Respirable silica can produce irreversible damage to the lungs, leading to silicosis, lung cancer and tuberculosis. With up to 1.7 million exposed workers in the U.S., litigation associated with silicosis, as with asbestosis, is a high-stakes contest. With all of that money involved, this was probably inevitable:
The silicosis cases of thousands of plaintiffs in the federal silica multidistrict litigation may be on the verge of collapse after three days of Daubert hearings revealed what the presiding judge called "great red flags of fraud" in their diagnoses (In re: Silica Products Liability Litigation, No. 03md01553, S.D. Texas).
The Daubert hearing conducted in this case calls into question the diagnoses made by several medical experts for the plaintiffs. In certain instances, several of the same B-readers who found evidence of silicosis had found asbestosis in some of the same plaintiffs in prior asbestos litigation. In some cases, the diagnoses were judged to be mutually exclusive: signs of asbestosis but no silica exposure previously, evidence of silicosis but no asbestos presence now, raising the possibility of fraud on the part of the physicians making those diagnoses. Judge Janis Graham Jacks remanded all of the silicoses cases, potentially affecting 10,000 plaintiffs, in part because of unreliable diagnoses (a copy of her 250 page ruling can be found here – and is actually a handy resource that contains a concise history of silica hazards and regulatory actions). There a possibility of sanctions for the plaintiff attorneys as well as prosecution for some of the physicians who offered up the unreliable diagnoses.
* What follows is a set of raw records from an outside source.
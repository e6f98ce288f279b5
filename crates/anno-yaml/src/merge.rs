//! Merge engine: splice extracted annotations into the parsed tree
//!
//! Comments are merged first, then blank-line runs are merged into the
//! comment-merged result, because a blank run whose preceding line is a
//! comment must attach after that Comment entry. Each annotation is
//! consumed at most once (first unconsumed match in extraction order
//! wins), so repeated structurally-identical entries cannot place the
//! same annotation twice. Annotations that never find a home are
//! dropped with a warning, never an error.

use crate::extract::{comment_body, is_comment_line, raw_line_value, seq_item_value, unquote};
use crate::node::{BreakLine, Comment, Entry, Item, Mapping, Node, Scalar, Sequence};
use crate::occurrence::count_occurrences;

/// Merge `comments` and `breaks` into `tree`, returning the annotated
/// tree. `tree` is the annotation-free canonical tree the occurrence
/// counts were computed against.
pub fn merge(tree: &Mapping, comments: Vec<Comment>, breaks: Vec<BreakLine>) -> Mapping {
    let mut comment_pool = Pool::new(comments);
    let mut out = comments_into_mapping(tree, tree, 0, &mut comment_pool);

    // Trailing annotation case: a comment at the very end of the
    // document, anchored to nothing
    if let Some(trailing) =
        comment_pool.take(|c| c.anchor.key.is_none() && c.trailing_line.is_none())
    {
        out.push_comment(trailing);
    }

    let mut break_pool = Pool::new(breaks);
    let mut merged = breaks_into_mapping(&out, tree, 0, &mut break_pool);
    if let Some(trailing) =
        break_pool.take(|b| b.anchor.key.is_none() && b.preceding_line.is_none())
    {
        merged.push_break(trailing);
    }

    for comment in comment_pool.remaining() {
        tracing::warn!(text = %comment.text, "Comment did not anchor anywhere; dropping");
    }
    for run in break_pool.remaining() {
        tracing::warn!(count = run.count, "Blank-line run did not anchor anywhere; dropping");
    }

    merged
}

/// Working list with take-at-most-once semantics. Replaces shared
/// mutable "used" flags on the annotations themselves.
struct Pool<T>(Vec<Option<T>>);

impl<T> Pool<T> {
    fn new(items: Vec<T>) -> Self {
        Self(items.into_iter().map(Some).collect())
    }

    /// Take the first unconsumed item matching `pred`, in extraction
    /// order.
    fn take(&mut self, pred: impl Fn(&T) -> bool) -> Option<T> {
        self.0
            .iter_mut()
            .find(|slot| slot.as_ref().is_some_and(|item| pred(item)))?
            .take()
    }

    fn remaining(self) -> impl Iterator<Item = T> {
        self.0.into_iter().flatten()
    }
}

/// Whether an annotation recorded against `line` matches `value`.
/// Structural values (mappings, sequences) and nulls match by anchor
/// alone; scalars additionally require the line's value portion to
/// equal the scalar's plain form, ignoring quote characters. A block
/// scalar indicator on the line matches any string.
fn value_matches(line: Option<&str>, value: &Node) -> bool {
    match value {
        Node::Mapping(_) | Node::Sequence(_) => true,
        Node::Scalar(Scalar::Null) => true,
        Node::Scalar(scalar) => {
            let Some(line) = line else { return false };
            let Some(raw) = raw_line_value(line) else {
                return false;
            };
            if raw.starts_with('|') || raw.starts_with('>') {
                return matches!(scalar, Scalar::Str(_));
            }
            unquote(&raw) == scalar.plain()
        }
    }
}

fn comments_into_mapping(
    map: &Mapping,
    root: &Mapping,
    depth: usize,
    pool: &mut Pool<Comment>,
) -> Mapping {
    let mut out = Mapping::new();
    for entry in map.entries() {
        let Entry::Pair { key, value } = entry else {
            out.push_entry(entry.clone());
            continue;
        };
        let occ = count_occurrences(root, key, depth);
        if let Some(comment) = pool.take(|c| {
            c.anchor.key.as_deref() == Some(key)
                && c.anchor.occurrence == occ
                && value_matches(c.trailing_line.as_deref(), value)
        }) {
            out.push_comment(comment);
        }
        out.push_entry(Entry::Pair {
            key: key.clone(),
            value: comments_into_value(value, root, depth + 1, pool),
        });
    }
    out
}

fn comments_into_value(
    value: &Node,
    root: &Mapping,
    depth: usize,
    pool: &mut Pool<Comment>,
) -> Node {
    match value {
        Node::Mapping(map) => Node::Mapping(comments_into_mapping(map, root, depth, pool)),
        Node::Sequence(seq) => Node::Sequence(comments_into_sequence(seq, root, depth, pool)),
        Node::Scalar(scalar) => Node::Scalar(scalar.clone()),
    }
}

fn comments_into_sequence(
    seq: &Sequence,
    root: &Mapping,
    depth: usize,
    pool: &mut Pool<Comment>,
) -> Sequence {
    let mut out = Sequence::new();
    for item in seq.items() {
        let Item::Node(node) = item else {
            out.push_item(item.clone());
            continue;
        };
        match node {
            Node::Mapping(_) | Node::Sequence(_) => {
                out.push_item(Item::Node(comments_into_value(node, root, depth, pool)));
            }
            Node::Scalar(scalar) => {
                // A bare sequence scalar matches a keyless comment by
                // its rendered form, leading "- " stripped
                let plain = scalar.plain();
                if let Some(comment) = pool.take(|c| {
                    c.anchor.key.is_none()
                        && c.trailing_line
                            .as_deref()
                            .and_then(seq_item_value)
                            .is_some_and(|v| v == plain)
                }) {
                    out.push_item(Item::Comment(comment));
                }
                out.push_item(Item::Node(node.clone()));
            }
        }
    }
    out
}

fn breaks_into_mapping(
    map: &Mapping,
    root: &Mapping,
    depth: usize,
    pool: &mut Pool<BreakLine>,
) -> Mapping {
    let mut out = Mapping::new();
    for entry in map.entries() {
        match entry {
            Entry::Comment(comment) => {
                out.push_comment(comment.clone());
                // Blank lines directly under a comment anchor off the
                // comment's own last line
                if let Some(run) = pool.take(|b| {
                    b.anchor.key.is_none()
                        && b.preceding_line
                            .as_deref()
                            .is_some_and(|l| break_follows_comment(l, comment))
                }) {
                    out.push_break(run);
                }
            }
            Entry::Break(run) => out.push_break(run.clone()),
            Entry::Pair { key, value } => {
                let occ = count_occurrences(root, key, depth);
                out.push_entry(Entry::Pair {
                    key: key.clone(),
                    value: breaks_into_value(value, root, depth + 1, pool),
                });
                if let Some(run) = pool.take(|b| {
                    b.anchor.key.as_deref() == Some(key)
                        && b.anchor.occurrence == occ
                        && value_matches(b.preceding_line.as_deref(), value)
                }) {
                    out.push_break(run);
                }
            }
        }
    }
    out
}

fn breaks_into_value(
    value: &Node,
    root: &Mapping,
    depth: usize,
    pool: &mut Pool<BreakLine>,
) -> Node {
    match value {
        Node::Mapping(map) => Node::Mapping(breaks_into_mapping(map, root, depth, pool)),
        Node::Sequence(seq) => Node::Sequence(breaks_into_sequence(seq, root, depth, pool)),
        Node::Scalar(scalar) => Node::Scalar(scalar.clone()),
    }
}

fn breaks_into_sequence(
    seq: &Sequence,
    root: &Mapping,
    depth: usize,
    pool: &mut Pool<BreakLine>,
) -> Sequence {
    let mut out = Sequence::new();
    for item in seq.items() {
        match item {
            Item::Comment(comment) => {
                out.push_item(Item::Comment(comment.clone()));
                if let Some(run) = pool.take(|b| {
                    b.anchor.key.is_none()
                        && b.preceding_line
                            .as_deref()
                            .is_some_and(|l| break_follows_comment(l, comment))
                }) {
                    out.push_item(Item::Break(run));
                }
            }
            Item::Break(run) => out.push_item(Item::Break(run.clone())),
            Item::Node(node) => match node {
                Node::Mapping(_) | Node::Sequence(_) => {
                    out.push_item(Item::Node(breaks_into_value(node, root, depth, pool)));
                }
                Node::Scalar(scalar) => {
                    out.push_item(Item::Node(node.clone()));
                    let plain = scalar.plain();
                    if let Some(run) = pool.take(|b| {
                        b.anchor.key.is_none()
                            && b.preceding_line
                                .as_deref()
                                .and_then(seq_item_value)
                                .is_some_and(|v| v == plain)
                    }) {
                        out.push_item(Item::Break(run));
                    }
                }
            },
        }
    }
    out
}

/// Whether a raw comment line is the last line of `comment`.
fn break_follows_comment(line: &str, comment: &Comment) -> bool {
    if !is_comment_line(line) {
        return false;
    }
    comment_body(line) == comment.text.lines().last().unwrap_or(&comment.text)
}
//! Editable document with format preservation
//!
//! A [`Document`] pairs the live, caller-editable tree with the
//! annotation-free snapshot the parser produced. The snapshot stays
//! immutable for the document's lifetime; the merge that produced the
//! live tree happened once, at load time.

use std::path::{Path, PathBuf};

use crate::convert::parse_tree;
use crate::error::{Error, Result};
use crate::extract::extract;
use crate::merge::merge;
use crate::node::{Anchor, BreakLine, Comment, Mapping, Node};
use crate::render::render;

/// Placement options for [`Document::add_comment`].
#[derive(Debug, Clone, Default)]
pub struct CommentOptions {
    /// Indentation in two-space units.
    pub indent: usize,
    /// Insert immediately before this top-level key instead of
    /// appending at the end.
    pub before: Option<String>,
}

/// A loaded document: source path, live tree, and the clean parsed
/// snapshot.
#[derive(Debug, Clone)]
pub struct Document {
    path: PathBuf,
    root: Mapping,
    original: Mapping,
    loaded_text: String,
}

impl Document {
    /// Create an empty document that will save to `path`.
    pub fn new(path: impl Into<PathBuf>) -> Self {
        Self {
            path: path.into(),
            root: Mapping::new(),
            original: Mapping::new(),
            loaded_text: String::new(),
        }
    }

    /// Read `path` and build the merged, editable tree.
    pub fn load(path: impl Into<PathBuf>) -> Result<Self> {
        let path = path.into();
        let text = anno_fs::read_text(&path)?;
        Self::from_text(&text, path)
    }

    /// Build a document from in-memory text. `path` is where a later
    /// [`save`](Self::save) will write.
    pub fn from_text(text: &str, path: impl Into<PathBuf>) -> Result<Self> {
        let original = parse_tree(text)?;
        let (comments, breaks) = extract(text, &original);
        let root = merge(&original, comments, breaks);
        Ok(Self {
            path: path.into(),
            root,
            original,
            loaded_text: text.to_string(),
        })
    }

    pub fn path(&self) -> &Path {
        &self.path
    }

    /// The live, editable tree.
    pub fn root(&self) -> &Mapping {
        &self.root
    }

    pub fn root_mut(&mut self) -> &mut Mapping {
        &mut self.root
    }

    /// The annotation-free snapshot from the parser.
    pub fn original(&self) -> &Mapping {
        &self.original
    }

    pub fn get(&self, key: &str) -> Option<&Node> {
        self.root.get(key)
    }

    pub fn get_mut(&mut self, key: &str) -> Option<&mut Node> {
        self.root.get_mut(key)
    }

    /// Set a top-level key, replacing in place or appending.
    pub fn set(&mut self, key: impl Into<String>, value: impl Into<Node>) {
        self.root.insert(key, value);
    }

    /// Remove a top-level key, returning its value.
    pub fn remove(&mut self, key: &str) -> Option<Node> {
        self.root.remove(key)
    }

    /// Add a comment at the top level.
    pub fn add_comment(&mut self, text: impl Into<String>, options: CommentOptions) {
        let comment = Comment {
            text: text.into(),
            indent: options.indent,
            anchor: Anchor::none(),
            trailing_line: None,
        };
        match options.before {
            Some(key) => self.root.insert_comment_before(&key, comment),
            None => self.root.push_comment(comment),
        }
    }

    /// Add a run of blank lines at the top level.
    pub fn add_break_line(&mut self, count: usize) -> Result<()> {
        if count == 0 {
            return Err(Error::configuration(
                "break line count must be at least 1",
            ));
        }
        self.root.push_break(BreakLine::new(count));
        Ok(())
    }

    /// Render the current tree to text without touching storage.
    pub fn to_text(&self) -> String {
        render(&self.root)
    }

    /// Whether the tree no longer renders to what was loaded.
    pub fn is_modified(&self) -> bool {
        self.to_text() != self.loaded_text
    }

    /// Render and write atomically to the document's path, returning
    /// the rendered text.
    pub fn save(&self) -> Result<String> {
        let text = self.to_text();
        anno_fs::write_atomic(&self.path, text.as_bytes())?;
        Ok(text)
    }
}
//! Bridge between the external parser and the crate's node model
//!
//! `serde_yaml` is the black-box structural parser. Its output is
//! normalized into [`Node`] once at load time; nothing downstream
//! inspects `serde_yaml` types again.

use serde_yaml::Value;

use crate::error::{Error, Result};
use crate::node::{Entry, Item, Mapping, Node, Scalar, Sequence};

/// Parse raw text into an annotation-free canonical tree.
///
/// An empty document maps to an empty tree. A non-mapping root is a
/// parse error: the document model is keyed at the top level.
pub fn parse_tree(text: &str) -> Result<Mapping> {
    let value: Value = serde_yaml::from_str(text).map_err(|e| Error::parse(e.to_string()))?;
    match value {
        Value::Null => Ok(Mapping::new()),
        Value::Mapping(_) => match node_from_yaml(&value) {
            Node::Mapping(m) => Ok(m),
            _ => unreachable!("mapping value converts to a mapping node"),
        },
        _ => Err(Error::parse("document root is not a mapping")),
    }
}

/// Normalize a parsed `serde_yaml` value into a [`Node`].
pub fn node_from_yaml(value: &Value) -> Node {
    match value {
        Value::Null => Node::Scalar(Scalar::Null),
        Value::Bool(b) => Node::Scalar(Scalar::Bool(*b)),
        Value::Number(n) => {
            if let Some(i) = n.as_i64() {
                Node::Scalar(Scalar::Int(i))
            } else if let Some(f) = n.as_f64() {
                Node::Scalar(Scalar::Float(f))
            } else {
                Node::Scalar(Scalar::Null)
            }
        }
        Value::String(s) => Node::Scalar(Scalar::Str(s.clone())),
        Value::Sequence(items) => {
            let mut seq = Sequence::new();
            for item in items {
                seq.push_item(Item::Node(node_from_yaml(item)));
            }
            Node::Sequence(seq)
        }
        Value::Mapping(map) => {
            let mut out = Mapping::new();
            for (key, val) in map {
                let Some(key) = key_string(key) else {
                    tracing::warn!("Skipping mapping entry with non-scalar key");
                    continue;
                };
                out.push_entry(Entry::Pair {
                    key,
                    value: node_from_yaml(val),
                });
            }
            Node::Mapping(out)
        }
        Value::Tagged(tagged) => node_from_yaml(&tagged.value),
    }
}

/// Convert a [`Node`] back to a `serde_yaml` value, dropping
/// annotations. Used for structural-equality checks.
pub fn yaml_from_node(node: &Node) -> Value {
    match node {
        Node::Scalar(Scalar::Null) => Value::Null,
        Node::Scalar(Scalar::Bool(b)) => Value::Bool(*b),
        Node::Scalar(Scalar::Int(i)) => Value::Number((*i).into()),
        Node::Scalar(Scalar::Float(f)) => Value::Number((*f).into()),
        Node::Scalar(Scalar::Str(s)) => Value::String(s.clone()),
        Node::Sequence(seq) => Value::Sequence(seq.iter().map(yaml_from_node).collect()),
        Node::Mapping(map) => {
            let mut out = serde_yaml::Mapping::new();
            for (key, value) in map.iter() {
                out.insert(Value::String(key.to_string()), yaml_from_node(value));
            }
            Value::Mapping(out)
        }
    }
}

/// Mapping keys are strings in this model; scalar keys are rendered to
/// their text form, complex keys are rejected.
fn key_string(key: &Value) -> Option<String> {
    match key {
        Value::String(s) => Some(s.clone()),
        Value::Bool(b) => Some(b.to_string()),
        Value::Number(n) => Some(n.to_string()),
        Value::Null => Some("null".to_string()),
        _ => None,
    }
}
This case has already been a rallying cry for advocates of tort reform, which raises the concern among advocates for workers that such reform would strip away workers’ options for compensation, if they weren’t protected properly by employers (NIOSH notes that the effects of respirable silica exposure are preventable through appropriate work practices, personal protective equipment use, exposure monitoring and medical surveillance). At the same time, workers who are truly sick from respirable silica exposure are precluded from timely help because of the thousands of cases clogging the court system.